术中常规的基本监测包括粘膜的色泽、胸廓的运动、瞳孔的大小和痛觉刺激的反应,失血量和尿量也应是常规监测项目,术中听诊器听诊不仅必不可少,而且要随时可用,在由手术室转往ICU途中的监测标准应当与术中保持一致,且需要有经验的医生陪同。
监测技术和监测仪器的发展并不能防止麻醉病人不良事件的出现,但监测仪所提供的一些数据和报警信息可有助于麻醉医生予以早期处理,从而减少术中不良事件的发生率,这促进了最低监测标准的出现,美国哈佛医院二十世纪八十年代术中严重不良事件和死亡率明显下降的原因,主要归功于采用了最低监测推荐标准。一般的最低监测推荐标准都包括脉搏波氧饱和度(SpO2)和二氧化碳波形图,每例麻醉患者都应进行SpO2监测基于以下两个理由,首先,低氧血症一旦发生就可能造成大脑损伤,引起严重后果;其次,多数通气不足所造成的低氧血症可以通过SpO2和二氧化碳波形图发现和早期干预。澳洲不良事件监测研究发现,52%与麻醉有关的不良事件是最先通过监测仪发现的,其中超过50%的病例先由SpO2和二氧化碳波形图表现出来。脉搏波氧饱和度仪使手术室内的监测发生了一次革命,该仪器在没有被证明能改善手术患者预后的时候,就很快在许多国家成为常规监测项目,后来Moller等进行了一项多中心、随机对照研究,报道20802例麻醉和麻醉后复苏患者中,SpO2可使低氧血症的诊断率大大提高,没有使用的对照组出现呼吸系统问题的患者比率明显增大,但最终的总体结果显示使用组的死亡率、心肌顿抑、心肌梗死、卒中以及其他严重并发症的发病率均与对照组相似,很明显这个最后的结果有问题,那么,问题出自何处呢?现在我们知道是该研究的样本量不足,因为麻醉的安全性很高,要证实脉搏波氧饱和度仪的进步性,就要求观察50万到100万数量的患者,如此庞大的研究会让谁也提不起兴趣,但是临床工作的常识告诉了我们脉搏波氧饱和度仪的进步性,现在脉搏波氧饱和度仪已经作为提高安全性的常规监测应用于临床。
5麻醉深度监测的作用
脑电双频谱指数(BIS),一种数字化的脑电图技术,使麻醉深度监测成为可能。虽然目前仍没有任何一种监测技术,包括脉搏波氧饱和度(SpO2),被证实可减少临床死亡率,但是BIS的麻醉深度监测有助于精确麻醉药物用量、降低药物过量所致的心血管副反应,或许能在降低死亡率方面发挥作用。

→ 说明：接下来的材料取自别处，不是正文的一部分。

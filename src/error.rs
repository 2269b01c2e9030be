//! Error types for the optwatch library.

use thiserror::Error;

/// Main error type for options resolution operations.
#[derive(Error, Debug, Clone)]
pub enum Error {
    /// The backing configuration store could not be read
    #[error("Source error: {message}")]
    Source { message: String },

    /// Malformed content in the backing configuration store
    #[error("Configuration error: {message}")]
    Configuration { message: String },

    /// A validator rejected the fully-configured options value
    #[error("Validation of options '{name}' failed: {reason}")]
    Validation {
        /// Name of the pipeline that produced the rejected value
        name: String,
        /// First failure reason reported, in validator registration order
        reason: String,
    },
}

/// Result type alias for optwatch operations.
pub type Result<T> = std::result::Result<T, Error>;

impl From<serde_json::Error> for Error {
    fn from(err: serde_json::Error) -> Self {
        Error::Configuration {
            message: err.to_string(),
        }
    }
}

impl From<toml::de::Error> for Error {
    fn from(err: toml::de::Error) -> Self {
        Error::Configuration {
            message: err.to_string(),
        }
    }
}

Monk等观察大型的非心脏手术的麻醉及其术后死亡率的关系,发现手术长短,在采用单变量分析时与术后风险呈正相关,但在采用多变量分析时并没有显著的相关性,多变量分析呈显著正相关的预测因子有两个,分别为累计深度镇静时间(脑电双频谱指数<45的时间)和低血压时间,这提示如果将术中深度镇静时间和低血压时间尽量减少,则手术时间延长不会增加病人的风险。一般术中一些特殊的操作,或出现某些异常生理指标,或其他的意外情况时,才会要求加深麻醉,这时深度镇静时间增加了,术后死亡率也表现了增加,但二者的联系可能只是表象,上述的本身异常情况才是真正的原因,这种情况在进行死亡率分析时很难排除,故而Monk等的结论尚需排除这种表象并进一步深入研究,一旦证实深度镇静时间过长会增加术后死亡率,就需要引起高度重视,甚至需要重新审视并加强我们的术中管理策略:加深麻醉来减少术中知晓的发生要有监测依据,通过加深麻醉来调节血压和进行控制性降压的方法可能也要屏弃。
6加强术中管理
近年来,麻醉管理和围手术期事件的长期影响较受关注。很多研究显示术前和术中管理策略可改善术后效果。譬如,在证实围术期应用β肾上腺受体阻滞剂可改善术后效果后,β肾上腺受体阻滞剂的围术期应用就逐步变得标准化、常规化;又如,某些手术中管理策略亦可影响术后效果,术中血糖控制可减少手术后感染、促进伤口愈合,甚至能降低死亡率。麻醉、手术技术的进展和围术期监护的加强,有助于减少死亡率,已证实的围术期死亡率的影响因素有患者年龄、合并症的多少及其严重程度、手术类型和手术范围。大手术,尤其是急症大手术可明显增大死亡风险,老年病人行急症大手术的死亡率可高达10%。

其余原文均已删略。